First Right of Refusal Agreement

EX-10.6 3 exh106firstrightofrefusala.htm FIRST RIGHT OF REFUSAL AGREEMENT Exh 10.6 First Right of Refusal Agreement

Exhibit 10.6

First Right of Refusal Agreement

This First Right of Refusal Agreement (this “Agreement”) is entered into as of January 1, 2013 (the “Effective Date”) by and between Contango Oil & Gas Company, a Delaware Corporation (“Contango”) and Juneau Exploration, L.P., a Texas limited partnership (“JEX”). Contango and JEX may be referred to herein collectively as the “Parties” or individually as “Party”.

RECITALS

Contango is an independent oil and gas company whose business is to explore, develop, produce and acquire natural gas and oil properties onshore and offshore in the Gulf of Mexico.

JEX is in the business of generating and marketing exploration prospects for oil and gas as well as ownership in production of oil and gas and other related interests.

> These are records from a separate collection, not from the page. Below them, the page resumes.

//! Consumer tasks: a work function bound to one branch, run on its own thread.
//!
//! The task owns the branch read end and only lends it to the work function.
//! Whatever the function does (return a value, return an error, panic), the
//! read end is closed before the task publishes its outcome. A consumer that
//! stops early therefore always unblocks the tee instead of stalling every
//! other branch behind a full buffer.

use crate::branch::BranchReader;
use crate::error::{BoxError, Error, Result};
use crate::observability::{EventSink, NullSink, TeeEvent, span_branch};
use std::any::Any;
use std::io;
use std::panic::{self, AssertUnwindSafe};
use std::sync::{Arc, Condvar, Mutex, MutexGuard, PoisonError};
use std::thread::{self, JoinHandle};
use std::time::Duration;
use tracing::Span;

/// Signature of a consumer work function.
pub type WorkFn<T> =
    Box<dyn FnOnce(&mut BranchReader) -> std::result::Result<T, BoxError> + Send + 'static>;

/// Lifecycle of a consumer task.
#[derive(Debug, Clone, Copy, PartialEq, Eq)]
pub enum TaskState {
    /// The work function is still executing.
    Running,
    /// The work function returned a value.
    Succeeded,
    /// The work function returned an error or panicked.
    Failed,
}

impl TaskState {
    /// Whether this is a terminal state.
    pub fn is_terminal(self) -> bool {
        !matches!(self, TaskState::Running)
    }
}

/// A consumer work function bound to a branch, ready to be spawned.
pub struct ConsumerTask<T> {
    reader: BranchReader,
    work: WorkFn<T>,
    name: String,
    sink: Arc<dyn EventSink>,
    parent: Span,
}

impl<T: Send + 'static> ConsumerTask<T> {
    /// Bind `work` to the branch behind `reader`.
    pub fn new<F>(reader: BranchReader, work: F) -> Self
    where
        F: FnOnce(&mut BranchReader) -> std::result::Result<T, BoxError> + Send + 'static,
    {
        Self::from_work(reader, Box::new(work))
    }

    pub(crate) fn from_work(reader: BranchReader, work: WorkFn<T>) -> Self {
        let name = format!("riverfork-branch-{}", reader.index());
        Self {
            reader,
            work,
            name,
            sink: Arc::new(NullSink),
            parent: Span::current(),
        }
    }

    /// Set the thread name.
    pub fn with_name(mut self, name: impl Into<String>) -> Self {
        self.name = name.into();
        self
    }

    /// Report start and completion to `sink`.
    pub fn with_sink(mut self, sink: Arc<dyn EventSink>) -> Self {
        self.sink = sink;
        self
    }

    /// Record the task's span under `parent`.
    pub fn with_parent_span(mut self, parent: Span) -> Self {
        self.parent = parent;
        self
    }

    /// Start the task on a new thread.
    ///
    /// If the thread cannot be started the read end is dropped, and thereby
    /// closed, before the error is returned.
    pub fn spawn(self) -> Result<ConsumerHandle<T>> {
        let Self {
            mut reader,
            work,
            name,
            sink,
            parent,
        } = self;

        let branch = reader.index();
        let slot = Arc::new(Slot::new());
        let task_slot = Arc::clone(&slot);

        let thread = thread::Builder::new()
            .name(name)
            .spawn(move || {
                let _span = span_branch(&parent, branch).entered();
                sink.emit(&TeeEvent::ConsumerStarted { branch });

                let outcome = panic::catch_unwind(AssertUnwindSafe(|| work(&mut reader)));

                // Release the branch before the outcome becomes visible
                reader.close_read();
                drop(reader);

                let result = match outcome {
                    Ok(Ok(value)) => Ok(value),
                    Ok(Err(error)) => Err(into_task_error(branch, error)),
                    Err(payload) => Err(Error::ConsumerPanicked {
                        branch,
                        message: panic_message(payload.as_ref()),
                    }),
                };

                let (state, error) = match &result {
                    Ok(_) => (TaskState::Succeeded, None),
                    Err(e) => (TaskState::Failed, Some(e.to_string())),
                };
                sink.emit(&TeeEvent::ConsumerFinished {
                    branch,
                    state,
                    error,
                });

                task_slot.complete(result);
            })
            .map_err(Error::Spawn)?;

        Ok(ConsumerHandle {
            branch,
            slot,
            thread,
        })
    }
}

/// Handle to a running consumer task.
///
/// The outcome is written exactly once, under the slot's lock, when the task
/// reaches a terminal state.
pub struct ConsumerHandle<T> {
    branch: usize,
    slot: Arc<Slot<T>>,
    thread: JoinHandle<()>,
}

impl<T> ConsumerHandle<T> {
    /// Index of the branch the task is bound to.
    pub fn branch(&self) -> usize {
        self.branch
    }

    /// Current state.
    pub fn state(&self) -> TaskState {
        self.slot.lock().state
    }

    /// Whether the task has reached a terminal state.
    pub fn is_finished(&self) -> bool {
        self.state().is_terminal()
    }

    /// Block until the task finishes or `timeout` elapses.
    ///
    /// Returns the state at that point.
    pub fn wait_timeout(&self, timeout: Duration) -> TaskState {
        let guard = self.slot.lock();
        let (guard, _) = self
            .slot
            .done
            .wait_timeout_while(guard, timeout, |s| !s.state.is_terminal())
            .unwrap_or_else(PoisonError::into_inner);
        guard.state
    }

    /// Wait for the task's thread to exit and take its outcome.
    pub fn join(self) -> Result<T> {
        let branch = self.branch;

        if let Err(payload) = self.thread.join() {
            return Err(Error::ConsumerPanicked {
                branch,
                message: panic_message(payload.as_ref()),
            });
        }

        self.slot
            .lock()
            .outcome
            .take()
            .unwrap_or_else(|| {
                Err(Error::ConsumerPanicked {
                    branch,
                    message: "task exited without an outcome".into(),
                })
            })
    }
}

struct Slot<T> {
    inner: Mutex<SlotState<T>>,
    done: Condvar,
}

struct SlotState<T> {
    state: TaskState,
    outcome: Option<Result<T>>,
}

impl<T> Slot<T> {
    fn new() -> Self {
        Self {
            inner: Mutex::new(SlotState {
                state: TaskState::Running,
                outcome: None,
            }),
            done: Condvar::new(),
        }
    }

    fn lock(&self) -> MutexGuard<'_, SlotState<T>> {
        self.inner.lock().unwrap_or_else(PoisonError::into_inner)
    }

    fn complete(&self, result: Result<T>) {
        let mut slot = self.lock();
        slot.state = if result.is_ok() {
            TaskState::Succeeded
        } else {
            TaskState::Failed
        };
        slot.outcome = Some(result);
        self.done.notify_all();
    }
}

/// Turn a work function's error into a task error.
///
/// Branch errors keep their kind, including ones that travelled through the
/// `std::io` adapters; anything else becomes [`Error::ConsumerFailure`].
fn into_task_error(branch: usize, error: BoxError) -> Error {
    let error = match error.downcast::<Error>() {
        Ok(error) => return *error,
        Err(other) => other,
    };

    match error.downcast::<io::Error>() {
        Ok(io_error) => match unwrap_io(*io_error) {
            Ok(error) => error,
            Err(io_error) => Error::consumer(branch, io_error),
        },
        Err(other) => Error::ConsumerFailure {
            branch,
            source: other,
        },
    }
}

fn unwrap_io(io_error: io::Error) -> std::result::Result<Error, io::Error> {
    if !io_error.get_ref().is_some_and(|inner| inner.is::<Error>()) {
        return Err(io_error);
    }

    let kind = io_error.kind();
    match io_error.into_inner() {
        Some(inner) => inner
            .downcast::<Error>()
            .map(|error| *error)
            .map_err(|inner| io::Error::new(kind, inner)),
        None => Err(io::Error::from(kind)),
    }
}

fn panic_message(payload: &(dyn Any + Send)) -> String {
    if let Some(s) = payload.downcast_ref::<&str>() {
        (*s).to_string()
    } else if let Some(s) = payload.downcast_ref::<String>() {
        s.clone()
    } else {
        "non-string panic payload".to_string()
    }
}

#[cfg(test)]
mod tests {
    use super::*;
    use crate::branch::Branch;
    use std::io::Read;

    #[test]
    fn test_task_succeeds_and_closes_branch() {
        let (mut writer, reader) = Branch::with_capacity(8).split().unwrap();
        let handle = ConsumerTask::new(reader, |reader| {
            let mut out = String::new();
            reader.read_to_string(&mut out)?;
            Ok(out)
        })
        .spawn()
        .unwrap();

        writer.write_chunk(b"payload").unwrap();
        writer.close_write();

        assert_eq!(handle.join().unwrap(), "payload");
        assert!(writer.is_reader_closed());
    }

    #[test]
    fn test_failure_closes_branch_and_unblocks_writer() {
        let (mut writer, reader) = Branch::with_capacity(2).with_index(1).split().unwrap();
        let handle = ConsumerTask::new(reader, |_reader| -> std::result::Result<(), BoxError> {
            Err("service unavailable".into())
        })
        .spawn()
        .unwrap();

        // Would block forever if the failed task kept its read end open
        let write = writer.write_chunk(&[0u8; 64]);
        assert!(matches!(write, Err(Error::BrokenBranch { branch: 1 })));

        match handle.join() {
            Err(Error::ConsumerFailure { branch, source }) => {
                assert_eq!(branch, 1);
                assert_eq!(source.to_string(), "service unavailable");
            }
            other => panic!("expected ConsumerFailure, got {:?}", other.err()),
        }
    }

    #[test]
    fn test_panic_is_captured() {
        let (mut writer, reader) = Branch::with_capacity(2).split().unwrap();
        let handle = ConsumerTask::new(reader, |_reader| -> std::result::Result<(), BoxError> {
            panic!("consumer exploded")
        })
        .spawn()
        .unwrap();

        assert!(writer.write_chunk(&[0u8; 64]).unwrap_err().is_broken_branch());

        assert_eq!(handle.wait_timeout(Duration::from_secs(5)), TaskState::Failed);
        match handle.join() {
            Err(Error::ConsumerPanicked { message, .. }) => {
                assert_eq!(message, "consumer exploded")
            }
            other => panic!("expected ConsumerPanicked, got {:?}", other.err()),
        }
    }

    #[test]
    fn test_branch_error_keeps_kind_through_io() {
        let (writer, reader) = Branch::with_capacity(4).split().unwrap();
        writer.abort("source failed");

        let handle = ConsumerTask::new(reader, |reader| {
            let mut out = Vec::new();
            reader.read_to_end(&mut out)?;
            Ok(out)
        })
        .spawn()
        .unwrap();

        assert!(matches!(
            handle.join(),
            Err(Error::UpstreamAborted { branch: 0, .. })
        ));
    }

    #[test]
    fn test_state_transitions() {
        let (writer, reader) = Branch::with_capacity(4).split().unwrap();
        let handle = ConsumerTask::new(reader, |reader| {
            let mut buf = [0u8; 4];
            Ok(reader.read_chunk(&mut buf)?)
        })
        .with_name("state-test")
        .spawn()
        .unwrap();

        assert_eq!(
            handle.wait_timeout(Duration::from_millis(20)),
            TaskState::Running
        );
        assert!(!handle.is_finished());

        writer.close_write();
        assert_eq!(
            handle.wait_timeout(Duration::from_secs(5)),
            TaskState::Succeeded
        );
        assert_eq!(handle.branch(), 0);
        assert_eq!(handle.join().unwrap(), 0);
    }

    #[test]
    fn test_sink_sees_start_and_finish() {
        #[derive(Default)]
        struct Recorder(Mutex<Vec<TeeEvent>>);
        impl EventSink for Recorder {
            fn emit(&self, event: &TeeEvent) {
                self.0.lock().unwrap().push(event.clone());
            }
        }

        let recorder = Arc::new(Recorder::default());
        let (writer, reader) = Branch::with_capacity(4).with_index(3).split().unwrap();
        writer.close_write();

        let sink: Arc<dyn EventSink> = recorder.clone();
        ConsumerTask::new(reader, |_| Ok(()))
            .with_sink(sink)
            .spawn()
            .unwrap()
            .join()
            .unwrap();

        let events = recorder.0.lock().unwrap();
        assert_eq!(events[0], TeeEvent::ConsumerStarted { branch: 3 });
        assert_eq!(
            events[1],
            TeeEvent::ConsumerFinished {
                branch: 3,
                state: TaskState::Succeeded,
                error: None
            }
        );
    }
}
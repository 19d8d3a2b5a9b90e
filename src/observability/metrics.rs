//! Metrics collection using metrics-rs.

use super::events::{EventSink, TeeEvent};
use crate::task::TaskState;
use metrics::{Unit, counter, histogram};
use std::sync::atomic::{AtomicBool, Ordering};

/// Whether metrics have been initialized.
static METRICS_INITIALIZED: AtomicBool = AtomicBool::new(false);

// Metric names as constants for consistency
const SOURCE_BYTES: &str = "riverfork_source_bytes";
const CHUNKS: &str = "riverfork_chunks";
const BRANCHES_DETACHED: &str = "riverfork_branches_detached";
const CONSUMER_FAILURES: &str = "riverfork_consumer_failures";
const RUN_DURATION_NS: &str = "riverfork_run_duration_ns";
const RUNS: &str = "riverfork_runs";

/// Initialize metrics descriptions.
///
/// Safe to call multiple times (subsequent calls are no-ops).
pub fn init_metrics() {
    if METRICS_INITIALIZED.swap(true, Ordering::SeqCst) {
        return;
    }

    metrics::describe_counter!(SOURCE_BYTES, Unit::Bytes, "Bytes read from tee sources");
    metrics::describe_counter!(CHUNKS, Unit::Count, "Chunks broadcast to branches");
    metrics::describe_counter!(
        BRANCHES_DETACHED,
        Unit::Count,
        "Branches detached after their reader went away"
    );
    metrics::describe_counter!(
        CONSUMER_FAILURES,
        Unit::Count,
        "Consumer tasks that ended in failure"
    );
    metrics::describe_histogram!(
        RUN_DURATION_NS,
        Unit::Nanoseconds,
        "Wall-clock duration of a tee run"
    );
    metrics::describe_counter!(RUNS, Unit::Count, "Completed tee runs by outcome");
}

/// An [`EventSink`] that records counters and histograms.
///
/// Every metric carries a `tee` label so several tees in one process can be
/// told apart.
#[derive(Debug, Clone)]
pub struct MetricsSink {
    tee: String,
}

impl MetricsSink {
    /// Create a metrics sink labelled with `tee`.
    pub fn new(tee: impl Into<String>) -> Self {
        init_metrics();
        Self { tee: tee.into() }
    }

    /// The label value.
    pub fn tee(&self) -> &str {
        &self.tee
    }
}

impl EventSink for MetricsSink {
    fn emit(&self, event: &TeeEvent) {
        match event {
            TeeEvent::ChunkBroadcast { bytes, .. } => {
                counter!(SOURCE_BYTES, "tee" => self.tee.clone()).increment(*bytes as u64);
                counter!(CHUNKS, "tee" => self.tee.clone()).increment(1);
            }
            TeeEvent::BranchDetached { .. } => {
                counter!(BRANCHES_DETACHED, "tee" => self.tee.clone()).increment(1);
            }
            TeeEvent::ConsumerFinished {
                state: TaskState::Failed,
                ..
            } => {
                counter!(CONSUMER_FAILURES, "tee" => self.tee.clone()).increment(1);
            }
            TeeEvent::RunFinished { elapsed, succeeded } => {
                histogram!(RUN_DURATION_NS, "tee" => self.tee.clone())
                    .record(elapsed.as_nanos() as f64);
                let outcome = if *succeeded { "success" } else { "failure" };
                counter!(RUNS, "tee" => self.tee.clone(), "outcome" => outcome).increment(1);
            }
            _ => {}
        }
    }
}

#[cfg(test)]
mod tests {
    use super::*;
    use std::time::Duration;

    #[test]
    fn test_init_metrics_idempotent() {
        init_metrics();
        init_metrics();
        assert!(METRICS_INITIALIZED.load(Ordering::SeqCst));
    }

    #[test]
    fn test_recording_without_recorder() {
        // No recorder installed: recording is a no-op and must not panic
        let sink = MetricsSink::new("upload");
        assert_eq!(sink.tee(), "upload");
        sink.emit(&TeeEvent::ChunkBroadcast {
            bytes: 64,
            branches: 2,
        });
        sink.emit(&TeeEvent::RunFinished {
            elapsed: Duration::from_millis(1),
            succeeded: false,
        });
    }
}
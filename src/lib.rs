//! # Riverfork
//!
//! Broadcast one byte stream to several concurrent consumers through bounded
//! buffers, without ever holding the whole stream in memory.
//!
//! A single reader thread pulls chunks from a [`std::io::Read`] source and
//! writes each chunk into every [`branch`]. Each branch is a fixed-capacity
//! buffer with its own consumer on the other end. When any branch is full the
//! reader blocks, so memory stays bounded by the sum of branch capacities and
//! the slowest consumer sets the pace.
//!
//! ## Features
//!
//! - **Bounded branches**: blocking single-writer/single-reader byte buffers
//!   with `std::io::Read`/`Write` on either end
//! - **Orchestration**: consumers on their own threads, driven and joined for you
//! - **Failure propagation**: a consumer that stops early breaks the tee; a
//!   source error reaches every consumer
//! - **Isolation**: optionally detach failed branches and keep feeding the rest
//! - **Deadlines**: cancel a run that takes too long
//! - **Observability**: structured events through `tracing`, `metrics`, or a
//!   sink of your own
//!
//! ## Quick Start
//!
//! ```rust
//! use riverfork::prelude::*;
//! use std::io::{self, Cursor, Read};
//!
//! let orchestrator = Orchestrator::with_config(TeeConfig::upload());
//! let (checksum, length) = orchestrator
//!     .run_pair(
//!         Cursor::new(b"HELLO WORLD".to_vec()),
//!         Consumer::new(|reader| {
//!             let mut sum = 0u32;
//!             for byte in reader.bytes() {
//!                 sum = sum.wrapping_add(byte? as u32);
//!             }
//!             Ok(sum)
//!         }),
//!         Consumer::with_capacity(2, |reader| Ok(io::copy(reader, &mut io::sink())?)),
//!     )
//!     .unwrap();
//!
//! assert_eq!(length, 11);
//! assert_eq!(checksum, b"HELLO WORLD".iter().map(|&b| b as u32).sum::<u32>());
//! ```

#![warn(missing_docs)]
#![warn(clippy::all)]

pub mod branch;
pub mod config;
pub mod error;
pub mod observability;
pub mod orchestrator;
pub mod task;
pub mod tee;

/// Prelude for convenient imports
pub mod prelude {
    pub use crate::branch::{Branch, BranchReader, BranchStats, BranchWriter};
    pub use crate::config::{FailurePolicy, TeeConfig};
    pub use crate::error::{BoxError, Error, Result};
    pub use crate::orchestrator::{Consumer, Orchestrator, RunReport};
    pub use crate::task::{ConsumerHandle, ConsumerTask, TaskState};
    pub use crate::tee::{DriveSummary, StreamTee};
}

pub use branch::{Branch, BranchReader, BranchStats, BranchWriter};
pub use config::{DEFAULT_CAPACITY, FailurePolicy, TeeConfig};
pub use error::{BoxError, Error, Result};
pub use orchestrator::{Consumer, Orchestrator, RunReport};
pub use task::{ConsumerHandle, ConsumerTask, TaskState};
pub use tee::{DriveSummary, StreamTee};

NOW THEREFORE, in consideration of the mutual covenants and agreements set forth herein, Contango and JEX agree, as follows:

1.
First Right of Refusal. Subject to the terms and conditions set forth in this Agreement, JEX hereby grants to Contango a first right of refusal to Contango to purchase any exploration prospects generated and recommended by JEX during the term of this Agreement. JEX will present its recommended prospects to Contango along with its terms and conditions for purchasing each prospect and Contango shall have the first right of refusal to purchase the prospect from JEX for a period of 10 days, subject to mutually acceptable terms.

2.
Compensation. During the terms of this Agreement Contango shall pay to JEX as consideration for this First Right of Refusal the sum of Five hundred thousand dollars ($500,000) annually to be paid quarterly in the amount of One hundred twenty five thousand dollars ($125,000) at the beginning of each quarter being January 1st, April 1st, July 1st and October 1st during the term of this Agreement.

3.
Term of Agreement. This agreement shall commence on the Effective Date and remain in full force and effect through December 31, 2014. This Agreement may be terminated by either party with 10 days prior written notice with said termination being effective at the end of the quarter for which said First Right of Refusal Compensation has been paid.

4.
Confidentiality. Contango agrees that the prospect information shall be kept strictly confidential and shall not be sold, traded, published, or otherwise disclosed to anyone in any manner whatsoever, including by means of photocopy or reproduction, without the prior written consent of JEX. Furthermore, Contango agrees not to use the prospect



information or allow the use thereof, for purposes adverse to or in competition with JEX for the acquisition of oil and gas interests located within the prospect

5.
SOLE RISK. JEX MAKES NO REPRESENTATIONS OR WARRANTIES, EXPRESS OR IMPLIED, AS TO THE QUALITY, ACCURACY AND COMPLETENESS OF THE PROSPECT INFORMATION, AND CONTANGO EXPRESSLY ACKNOWLEDGES THE INHERANT RISK OF ERROR IN THE ACQUISITION, PROCESSING AND INTERPRETATION OF PROSPECT INFORMATION. CONTANGO AGREES THAT IT IS NOT ENTITLED TO RELY ON THE ACCURACY OR COMPLETENESS OF THE PROSPECT INFORMATION. CONTANGO AGREES THAT IT IS ACCEPTING AND USING THE PROSPECT INFORMATION AT ITS SOLE RISK.

6.
Governing Law. This agreement shall be governed by and interpreted in accordance with the laws of the state of Texas without giving effect to its conflicts of laws provisions. Venue for any claim or causes of action brought under this agreement shall be in Harris County, Texas.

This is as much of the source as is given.